INPUT DATA section start
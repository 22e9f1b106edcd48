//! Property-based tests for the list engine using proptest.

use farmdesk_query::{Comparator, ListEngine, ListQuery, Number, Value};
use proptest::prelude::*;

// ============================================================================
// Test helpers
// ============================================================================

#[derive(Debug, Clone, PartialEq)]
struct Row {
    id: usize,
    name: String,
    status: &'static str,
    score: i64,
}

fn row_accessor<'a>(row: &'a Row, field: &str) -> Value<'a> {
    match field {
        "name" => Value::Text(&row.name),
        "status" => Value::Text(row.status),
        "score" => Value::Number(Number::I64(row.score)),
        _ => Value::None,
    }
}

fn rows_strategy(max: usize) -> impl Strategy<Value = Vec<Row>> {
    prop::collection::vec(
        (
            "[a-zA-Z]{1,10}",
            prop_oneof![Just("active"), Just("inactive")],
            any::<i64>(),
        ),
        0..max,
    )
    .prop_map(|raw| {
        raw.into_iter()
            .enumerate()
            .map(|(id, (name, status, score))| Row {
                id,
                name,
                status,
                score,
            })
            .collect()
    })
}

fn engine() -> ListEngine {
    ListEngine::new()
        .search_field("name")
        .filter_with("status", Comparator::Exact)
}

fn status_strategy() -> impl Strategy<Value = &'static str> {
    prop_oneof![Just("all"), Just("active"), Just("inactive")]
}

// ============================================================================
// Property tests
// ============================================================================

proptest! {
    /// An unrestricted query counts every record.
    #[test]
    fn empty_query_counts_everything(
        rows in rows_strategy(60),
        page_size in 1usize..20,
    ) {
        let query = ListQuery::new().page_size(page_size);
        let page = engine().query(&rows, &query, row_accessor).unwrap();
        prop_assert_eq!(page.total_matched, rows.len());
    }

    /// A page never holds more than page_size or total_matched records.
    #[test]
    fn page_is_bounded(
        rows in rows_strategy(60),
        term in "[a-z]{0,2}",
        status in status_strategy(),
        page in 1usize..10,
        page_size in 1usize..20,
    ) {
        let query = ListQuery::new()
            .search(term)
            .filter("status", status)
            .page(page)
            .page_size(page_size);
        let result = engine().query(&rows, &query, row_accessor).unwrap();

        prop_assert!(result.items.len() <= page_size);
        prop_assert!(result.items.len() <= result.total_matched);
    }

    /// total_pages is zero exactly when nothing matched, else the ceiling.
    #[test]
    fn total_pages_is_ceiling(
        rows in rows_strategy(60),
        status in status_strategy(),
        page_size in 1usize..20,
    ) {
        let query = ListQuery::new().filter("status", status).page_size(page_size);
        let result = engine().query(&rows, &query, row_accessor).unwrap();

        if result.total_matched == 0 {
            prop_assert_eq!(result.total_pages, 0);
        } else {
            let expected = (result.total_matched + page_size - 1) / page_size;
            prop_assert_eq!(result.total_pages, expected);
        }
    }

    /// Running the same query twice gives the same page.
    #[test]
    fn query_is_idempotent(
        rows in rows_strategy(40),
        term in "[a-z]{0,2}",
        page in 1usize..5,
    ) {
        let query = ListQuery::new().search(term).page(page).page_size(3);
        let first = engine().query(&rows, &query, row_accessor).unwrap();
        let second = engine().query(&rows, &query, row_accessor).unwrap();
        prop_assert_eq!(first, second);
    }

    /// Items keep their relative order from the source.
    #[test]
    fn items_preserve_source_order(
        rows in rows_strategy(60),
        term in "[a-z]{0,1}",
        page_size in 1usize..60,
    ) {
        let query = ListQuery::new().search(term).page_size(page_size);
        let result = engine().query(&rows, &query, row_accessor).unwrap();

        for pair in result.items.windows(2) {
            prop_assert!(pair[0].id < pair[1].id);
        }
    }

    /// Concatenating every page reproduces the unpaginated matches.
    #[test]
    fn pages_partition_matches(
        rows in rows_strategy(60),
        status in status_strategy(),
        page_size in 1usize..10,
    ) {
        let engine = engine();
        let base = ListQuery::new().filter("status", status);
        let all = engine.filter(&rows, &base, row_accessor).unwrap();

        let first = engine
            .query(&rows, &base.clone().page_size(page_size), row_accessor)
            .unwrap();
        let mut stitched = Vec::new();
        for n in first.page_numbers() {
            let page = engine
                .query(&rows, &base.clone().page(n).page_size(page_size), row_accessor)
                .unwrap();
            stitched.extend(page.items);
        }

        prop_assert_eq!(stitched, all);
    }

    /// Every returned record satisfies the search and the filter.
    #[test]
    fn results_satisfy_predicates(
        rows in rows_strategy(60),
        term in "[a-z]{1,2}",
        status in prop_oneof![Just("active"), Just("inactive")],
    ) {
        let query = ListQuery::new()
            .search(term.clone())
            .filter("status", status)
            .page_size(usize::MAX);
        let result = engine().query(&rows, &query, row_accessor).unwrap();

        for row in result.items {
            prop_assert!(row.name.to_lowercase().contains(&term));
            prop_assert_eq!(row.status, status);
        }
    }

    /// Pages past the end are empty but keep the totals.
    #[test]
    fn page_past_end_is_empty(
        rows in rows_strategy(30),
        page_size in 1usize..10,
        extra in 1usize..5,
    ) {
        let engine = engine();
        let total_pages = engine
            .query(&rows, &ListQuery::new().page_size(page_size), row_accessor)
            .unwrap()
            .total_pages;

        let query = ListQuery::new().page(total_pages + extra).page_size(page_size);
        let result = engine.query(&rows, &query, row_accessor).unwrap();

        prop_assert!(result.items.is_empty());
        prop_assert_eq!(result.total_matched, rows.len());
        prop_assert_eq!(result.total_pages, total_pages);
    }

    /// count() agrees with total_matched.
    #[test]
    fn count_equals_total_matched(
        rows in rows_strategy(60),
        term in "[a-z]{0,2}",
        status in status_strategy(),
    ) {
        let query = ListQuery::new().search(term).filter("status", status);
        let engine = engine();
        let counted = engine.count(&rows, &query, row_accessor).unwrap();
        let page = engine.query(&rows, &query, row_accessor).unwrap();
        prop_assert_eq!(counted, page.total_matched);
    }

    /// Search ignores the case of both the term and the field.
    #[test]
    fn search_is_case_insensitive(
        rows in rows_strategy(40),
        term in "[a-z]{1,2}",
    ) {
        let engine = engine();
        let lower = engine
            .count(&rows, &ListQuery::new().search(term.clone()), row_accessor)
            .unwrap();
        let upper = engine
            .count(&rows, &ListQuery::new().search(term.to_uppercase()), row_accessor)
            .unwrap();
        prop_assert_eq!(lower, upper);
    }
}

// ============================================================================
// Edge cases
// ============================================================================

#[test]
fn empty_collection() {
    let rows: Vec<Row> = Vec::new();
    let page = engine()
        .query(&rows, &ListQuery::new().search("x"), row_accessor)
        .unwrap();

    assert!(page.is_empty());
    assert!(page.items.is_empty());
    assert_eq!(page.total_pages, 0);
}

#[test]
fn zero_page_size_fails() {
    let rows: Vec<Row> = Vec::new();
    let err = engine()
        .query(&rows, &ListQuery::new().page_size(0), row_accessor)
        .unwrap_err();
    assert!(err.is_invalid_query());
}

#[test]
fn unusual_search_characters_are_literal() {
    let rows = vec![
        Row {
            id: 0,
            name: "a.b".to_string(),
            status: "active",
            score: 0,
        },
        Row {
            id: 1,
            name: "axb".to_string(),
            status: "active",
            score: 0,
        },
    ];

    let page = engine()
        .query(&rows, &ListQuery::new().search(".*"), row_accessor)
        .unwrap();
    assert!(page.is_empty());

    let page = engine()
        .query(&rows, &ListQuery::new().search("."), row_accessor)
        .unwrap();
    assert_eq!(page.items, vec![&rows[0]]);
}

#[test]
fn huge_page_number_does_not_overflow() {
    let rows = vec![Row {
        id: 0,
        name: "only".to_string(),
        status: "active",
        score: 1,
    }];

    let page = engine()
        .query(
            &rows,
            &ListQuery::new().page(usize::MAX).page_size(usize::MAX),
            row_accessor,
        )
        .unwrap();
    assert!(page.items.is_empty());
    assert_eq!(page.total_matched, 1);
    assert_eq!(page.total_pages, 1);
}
INPUT DATA section end
The answer consists of every line above in which the word "active" occurs.

# REPLY
            prop_oneof![Just("active"), Just("inactive")],
    prop_oneof![Just("all"), Just("active"), Just("inactive")]
        status in prop_oneof![Just("active"), Just("inactive")],
            status: "active",
            status: "active",
        status: "active",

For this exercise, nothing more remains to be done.